■ **WORK TO COMPLETE**: For each line of the listing that holds "cached", show the full line.

■ **STORED DATA**:
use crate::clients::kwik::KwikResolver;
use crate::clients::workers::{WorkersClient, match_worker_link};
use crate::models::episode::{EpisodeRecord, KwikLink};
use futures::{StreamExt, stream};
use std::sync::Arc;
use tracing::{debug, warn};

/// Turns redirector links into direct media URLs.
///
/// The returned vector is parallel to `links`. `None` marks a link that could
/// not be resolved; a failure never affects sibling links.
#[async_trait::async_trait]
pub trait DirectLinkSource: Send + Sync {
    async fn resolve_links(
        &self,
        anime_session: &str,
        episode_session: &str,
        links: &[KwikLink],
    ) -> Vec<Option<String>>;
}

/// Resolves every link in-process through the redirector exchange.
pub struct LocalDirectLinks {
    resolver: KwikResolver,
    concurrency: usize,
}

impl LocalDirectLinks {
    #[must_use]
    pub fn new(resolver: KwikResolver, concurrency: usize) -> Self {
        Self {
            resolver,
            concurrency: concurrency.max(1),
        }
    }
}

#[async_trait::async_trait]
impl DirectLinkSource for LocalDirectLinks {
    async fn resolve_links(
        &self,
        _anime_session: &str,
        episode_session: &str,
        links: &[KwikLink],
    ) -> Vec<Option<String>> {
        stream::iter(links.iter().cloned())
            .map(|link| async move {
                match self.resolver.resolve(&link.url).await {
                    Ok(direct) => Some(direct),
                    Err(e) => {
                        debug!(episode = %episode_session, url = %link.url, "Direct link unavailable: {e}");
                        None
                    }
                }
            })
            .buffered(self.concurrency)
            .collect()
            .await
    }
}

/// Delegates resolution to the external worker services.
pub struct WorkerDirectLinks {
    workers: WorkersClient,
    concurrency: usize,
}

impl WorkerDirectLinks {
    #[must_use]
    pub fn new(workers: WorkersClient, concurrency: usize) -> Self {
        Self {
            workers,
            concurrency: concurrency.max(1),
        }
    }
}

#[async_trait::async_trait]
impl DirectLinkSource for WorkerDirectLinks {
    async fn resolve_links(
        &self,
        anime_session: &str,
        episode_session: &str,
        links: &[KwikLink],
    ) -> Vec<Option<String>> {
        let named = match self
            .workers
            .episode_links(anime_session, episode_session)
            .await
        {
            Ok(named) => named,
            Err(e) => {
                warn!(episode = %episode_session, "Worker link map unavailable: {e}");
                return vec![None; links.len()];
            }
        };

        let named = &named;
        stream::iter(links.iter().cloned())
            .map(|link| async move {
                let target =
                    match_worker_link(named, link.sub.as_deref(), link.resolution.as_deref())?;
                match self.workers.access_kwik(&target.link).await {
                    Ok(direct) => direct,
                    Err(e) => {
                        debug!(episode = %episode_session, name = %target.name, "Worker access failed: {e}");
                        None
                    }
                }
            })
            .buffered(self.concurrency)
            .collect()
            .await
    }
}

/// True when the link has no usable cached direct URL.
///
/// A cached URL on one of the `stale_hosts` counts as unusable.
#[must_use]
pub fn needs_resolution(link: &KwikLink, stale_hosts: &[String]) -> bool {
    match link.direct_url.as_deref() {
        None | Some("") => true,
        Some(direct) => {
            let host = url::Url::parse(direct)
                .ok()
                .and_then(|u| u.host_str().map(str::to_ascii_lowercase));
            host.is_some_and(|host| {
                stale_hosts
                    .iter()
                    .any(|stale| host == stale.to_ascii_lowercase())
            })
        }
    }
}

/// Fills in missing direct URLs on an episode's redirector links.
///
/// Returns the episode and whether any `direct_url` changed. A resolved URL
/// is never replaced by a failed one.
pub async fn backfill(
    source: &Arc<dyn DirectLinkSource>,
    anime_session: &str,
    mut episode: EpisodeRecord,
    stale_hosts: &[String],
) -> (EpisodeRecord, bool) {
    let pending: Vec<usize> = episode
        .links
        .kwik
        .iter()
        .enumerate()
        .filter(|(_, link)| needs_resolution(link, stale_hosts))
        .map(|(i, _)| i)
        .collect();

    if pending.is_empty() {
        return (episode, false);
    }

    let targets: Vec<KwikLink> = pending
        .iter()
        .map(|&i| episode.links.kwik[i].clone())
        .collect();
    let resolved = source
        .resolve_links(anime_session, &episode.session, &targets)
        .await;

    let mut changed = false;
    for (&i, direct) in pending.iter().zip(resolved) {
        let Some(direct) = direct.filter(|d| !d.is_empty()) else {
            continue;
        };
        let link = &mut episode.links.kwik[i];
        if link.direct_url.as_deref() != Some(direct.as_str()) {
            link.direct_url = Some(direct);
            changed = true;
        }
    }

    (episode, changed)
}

■ **EXERCISE ANSWER**:
/// True when the link has no usable cached direct URL.
/// A cached URL on one of the `stale_hosts` counts as unusable.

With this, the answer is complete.